Why is converting my database to UTF-8 truncating entries?

The issue was one of mixed encoding. Some fields contained data encoded properly as UTF-8; others contained data encoded as something else, probably ISO-8859-1. When imported to a new UTF-8 database, this was causing truncation.

My steps to solve this:

  1. Copy the original database, wordpress, to a new database, wordpress2. Make sure the collation of wordpress2 is set to UTF-8.
  2. Follow any one of the steps above to convert the tables and columns of wordpress2 to UTF-8. This will cause truncation.
  3. For each row on wordpress containing entries where the data when converted to UTF-8 was not the same as the data when converted to ASCII, update the corresponding row in wordpress2 with the wordpress data, converted to UTF-8. A sample script is below.

The script:

UPDATE wordpress3.wp_options wp3
INNER JOIN wordpress.wp_options wp ON (wp.option_id = wp3.option_id 
    AND convert(wp.option_value using utf8) != convert(wp.option_value using ascii))
SET wp3.option_value = convert(wp.option_value using utf8);

A more knowledgeable friend wrote a series of scripts for me that queried information_schema to locate all the columns containing entries where convert(value using utf8) != convert(value using ascii), and to then generate versions of the script above for them.

Results:

It worked!

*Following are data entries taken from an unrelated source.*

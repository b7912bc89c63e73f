//! Image payload models shared by staging, upload and download.

use bytes::Bytes;

/// Fallback content type when a response or file does not declare one.
pub const DEFAULT_IMAGE_TYPE: &str = "image/jpeg";

/// Raw image bytes plus the content type they should be sent with.
#[derive(Debug, Clone)]
pub struct ImagePayload {
    pub data: Bytes,
    pub content_type: String,
}

impl ImagePayload {
    pub fn new(data: impl Into<Bytes>, content_type: Option<&str>) -> Self {
        let content_type = content_type
            .map(str::trim)
            .filter(|ct| !ct.is_empty())
            .unwrap_or(DEFAULT_IMAGE_TYPE)
            .to_string();
        Self {
            data: data.into(),
            content_type,
        }
    }

    pub fn len(&self) -> u64 {
        self.data.len() as u64
    }

    pub fn is_empty(&self) -> bool {
        self.data.is_empty()
    }
}

/// An image picked by the user and held in memory until the pipeline runs.
#[derive(Debug, Clone)]
pub struct StagedImage {
    pub file_name: String,
    pub content_type: String,
    pub data: Bytes,
}

impl StagedImage {
    pub fn into_payload(self) -> ImagePayload {
        ImagePayload::new(self.data, Some(&self.content_type))
    }
}

/// File extension for a content type, `jpg` when unknown.
pub fn extension_for(content_type: &str) -> &'static str {
    let essence = content_type
        .split(';')
        .next()
        .unwrap_or_default()
        .trim()
        .to_ascii_lowercase();
    match essence.as_str() {
        "image/png" => "png",
        "image/gif" => "gif",
        "image/webp" => "webp",
        "image/bmp" => "bmp",
        "image/tiff" => "tiff",
        "image/avif" => "avif",
        "image/heic" | "image/heif" => "heic",
        _ => "jpg",
    }
}
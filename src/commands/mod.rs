//! CLI command handlers.
//!
//! Handlers parse their arguments, forward to the `services` and `storage`
//! layers and turn errors into user-facing strings. They hold no business
//! logic of their own.

use std::sync::Arc;

use crate::api::v1::PixupApiV1;
use crate::api::PixupApi;
use crate::config::Config;
use crate::services::pipeline::Enhancer;
use crate::storage::history::{HistoryStore, SharedHistory};
use crate::storage::{JsonFileStore, KeyValueStore};

pub mod download;
pub mod enhance;
pub mod history;

/// Everything a command needs, wired once at startup.
pub struct AppState<A: PixupApi = PixupApiV1, S: KeyValueStore = JsonFileStore> {
    pub api: Arc<A>,
    pub history: SharedHistory<S>,
    pub enhancer: Enhancer<A, S>,
}

impl AppState {
    pub fn new(config: &Config) -> crate::error::Result<Self> {
        let api = Arc::new(PixupApiV1::new(config)?);
        let store = JsonFileStore::open(config.store_path());
        log::debug!("History store at {}", store.path().display());
        Ok(Self::with_parts(api, HistoryStore::open(store), config))
    }
}

impl<A: PixupApi, S: KeyValueStore> AppState<A, S> {
    pub fn with_parts(api: Arc<A>, history: HistoryStore<S>, config: &Config) -> Self {
        let history = history.into_shared();
        let enhancer = Enhancer::new(api.clone(), history.clone(), config.destination());
        Self {
            api,
            history,
            enhancer,
        }
    }
}
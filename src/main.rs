use std::path::PathBuf;
use std::process::ExitCode;

use clap::{Parser, Subcommand};
use tokio::io::{AsyncBufReadExt, AsyncWriteExt, BufReader};

use pixup::commands::{self, AppState};
use pixup::Config;

#[derive(Parser, Debug)]
#[command(author, version, about)]
struct Args {
    #[command(subcommand)]
    command: Command,
}

#[derive(Subcommand, Debug)]
enum Command {
    /// Upload a local image, enhance it and save the pair to history
    EnhanceFile { path: String },
    /// Enhance an image that is already online
    EnhanceUrl { url: String },
    /// Browse and manage enhancement history
    History {
        #[command(subcommand)]
        action: HistoryAction,
    },
    /// Save the enhanced image of a history entry
    Download {
        id: String,
        #[arg(long, default_value = ".")]
        out: PathBuf,
    },
}

#[derive(Subcommand, Debug)]
enum HistoryAction {
    List,
    /// Show original and enhanced URLs side by side
    Show { id: String },
    Delete {
        id: String,
        #[arg(long)]
        yes: bool,
    },
    Clear {
        #[arg(long)]
        yes: bool,
    },
}

#[tokio::main]
async fn main() -> ExitCode {
    env_logger::Builder::from_env(env_logger::Env::default().default_filter_or("info")).init();
    let args = Args::parse();

    let config = Config::load();
    let state = match AppState::new(&config) {
        Ok(state) => state,
        Err(e) => {
            log::error!("startup failed: {e}");
            eprintln!("{e}");
            return ExitCode::FAILURE;
        }
    };

    match run(&state, args.command).await {
        Ok(output) => {
            if !output.is_empty() {
                println!("{output}");
            }
            ExitCode::SUCCESS
        }
        Err(message) => {
            eprintln!("{message}");
            ExitCode::FAILURE
        }
    }
}

async fn run(state: &AppState, command: Command) -> Result<String, String> {
    match command {
        Command::EnhanceFile { path } => commands::enhance::enhance_file(state, &path)
            .await
            .map(|r| commands::history::render_record(&r)),
        Command::EnhanceUrl { url } => commands::enhance::enhance_url(state, &url)
            .await
            .map(|r| commands::history::render_record(&r)),
        Command::History { action } => match action {
            HistoryAction::List => Ok(commands::history::list(state).await),
            HistoryAction::Show { id } => commands::history::show(state, &id).await,
            HistoryAction::Delete { id, yes } => {
                if !yes && !confirm(&format!("Delete history entry {id}?")).await {
                    return Ok("Cancelled.".to_string());
                }
                commands::history::delete(state, &id)
                    .await
                    .map(|_| format!("Deleted {id}"))
            }
            HistoryAction::Clear { yes } => {
                if !yes && !confirm("Delete all history entries?").await {
                    return Ok("Cancelled.".to_string());
                }
                commands::history::clear(state)
                    .await
                    .map(|n| format!("Deleted {n} entries"))
            }
        },
        Command::Download { id, out } => commands::download::download_enhanced(state, &id, &out)
            .await
            .map(|path| format!("Saved to {}", path.display())),
    }
}

/// y/N prompt on stdin; anything but `y`/`yes` declines.
async fn confirm(prompt: &str) -> bool {
    let mut stdout = tokio::io::stdout();
    let _ = stdout.write_all(format!("{prompt} [y/N] ").as_bytes()).await;
    let _ = stdout.flush().await;

    let mut line = String::new();
    let mut reader = BufReader::new(tokio::io::stdin());
    if reader.read_line(&mut line).await.is_err() {
        return false;
    }
    matches!(line.trim().to_ascii_lowercase().as_str(), "y" | "yes")
}
//! Enhancement pipeline — upload (file input only), enhance, record.
//!
//! Each entry point runs its stages in order and stops at the first failure.
//! Progress, stage changes and the final outcome go out on the caller's
//! event channel; the outcome is also returned. Invocations are independent:
//! nothing here serializes two concurrent runs, and records are prepended in
//! completion order.

use std::sync::Arc;

use crate::api::PixupApi;
use crate::config::Destination;
use crate::error::AppError;
use crate::models::events::{EventSender, PipelineEvent, PipelineStage};
use crate::models::history::EnhancementRecord;
use crate::models::image::StagedImage;
use crate::services::{enhance_client, upload_client};
use crate::storage::history::SharedHistory;
use crate::storage::KeyValueStore;

/// Shown for any failure on the URL entry point.
pub const URL_FAILURE_MESSAGE: &str =
    "Failed to enhance image from URL. Please check the URL and try again.";
const FALLBACK_FAILURE_MESSAGE: &str = "Failed to process image. Please try again.";

pub struct Enhancer<A: PixupApi, S: KeyValueStore> {
    api: Arc<A>,
    history: SharedHistory<S>,
    destination: Destination,
}

impl<A: PixupApi, S: KeyValueStore> Clone for Enhancer<A, S> {
    fn clone(&self) -> Self {
        Self {
            api: self.api.clone(),
            history: self.history.clone(),
            destination: self.destination.clone(),
        }
    }
}

impl<A: PixupApi, S: KeyValueStore> Enhancer<A, S> {
    pub fn new(api: Arc<A>, history: SharedHistory<S>, destination: Destination) -> Self {
        Self {
            api,
            history,
            destination,
        }
    }

    pub fn history(&self) -> &SharedHistory<S> {
        &self.history
    }

    /// Upload a staged local image, enhance it and record the pair.
    pub async fn enhance_file(
        &self,
        staged: StagedImage,
        events: &EventSender,
    ) -> crate::error::Result<EnhancementRecord> {
        log::info!("Enhancing local file {}", staged.file_name);
        let outcome = async {
            emit(events, PipelineEvent::Stage(PipelineStage::Uploading));
            emit(events, PipelineEvent::Progress(0));
            let original_url = upload_client::upload(
                self.api.as_ref(),
                staged.into_payload(),
                upload_client::ORIGINAL_PREFIX,
                &self.destination,
                Some(events),
            )
            .await?;
            log::info!("Original uploaded: {}", original_url);

            emit(events, PipelineEvent::Stage(PipelineStage::Enhancing));
            let enhanced_url =
                enhance_client::enhance(self.api.as_ref(), &original_url, &self.destination).await?;
            Ok::<_, AppError>(EnhancementRecord::new(original_url, enhanced_url))
        }
        .await;

        self.finish(outcome, events, |e| match e {
            AppError::UploadFailed | AppError::EnhanceFailed => e.to_string(),
            _ => FALLBACK_FAILURE_MESSAGE.to_string(),
        })
        .await
    }

    /// Enhance an image that is already reachable by URL. The URL is taken
    /// verbatim; a bad one only shows up as an enhancement failure.
    pub async fn enhance_url(
        &self,
        url: &str,
        events: &EventSender,
    ) -> crate::error::Result<EnhancementRecord> {
        log::info!("Enhancing image from URL {}", url);
        let outcome = async {
            emit(events, PipelineEvent::Stage(PipelineStage::Enhancing));
            let enhanced_url =
                enhance_client::enhance(self.api.as_ref(), url, &self.destination).await?;
            Ok::<_, AppError>(EnhancementRecord::new(url.to_string(), enhanced_url))
        }
        .await;

        self.finish(outcome, events, |_| URL_FAILURE_MESSAGE.to_string())
            .await
    }

    async fn finish<F>(
        &self,
        outcome: crate::error::Result<EnhancementRecord>,
        events: &EventSender,
        message_for: F,
    ) -> crate::error::Result<EnhancementRecord>
    where
        F: FnOnce(&AppError) -> String,
    {
        match outcome {
            Ok(record) => {
                {
                    let mut history = self.history.lock().await;
                    if let Err(e) = history.append(record.clone()) {
                        log::error!("Failed to persist history record {}: {}", record.id, e);
                    }
                }
                log::info!("Enhancement complete: {}", record.enhanced_url);
                emit(events, PipelineEvent::Stage(PipelineStage::Complete));
                emit(events, PipelineEvent::Success(record.clone()));
                Ok(record)
            }
            Err(e) => {
                let message = message_for(&e);
                log::error!("Enhancement failed: {} ({})", message, e);
                emit(events, PipelineEvent::Stage(PipelineStage::Failed));
                emit(events, PipelineEvent::Failure(message));
                Err(e)
            }
        }
    }
}

fn emit(events: &EventSender, event: PipelineEvent) {
    let _ = events.send(event);
}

On my new database, I can save Japanese without it turning into question marks (because the character set has successfully been set to UTF-8), and all the mis-encoded fields that were causing data truncation have been fixed.

There are some posts that contain misencoded characters, but since I can find almost all of those strings by searching for â, Ã, Â, or æ, I can just go in and manually replace them.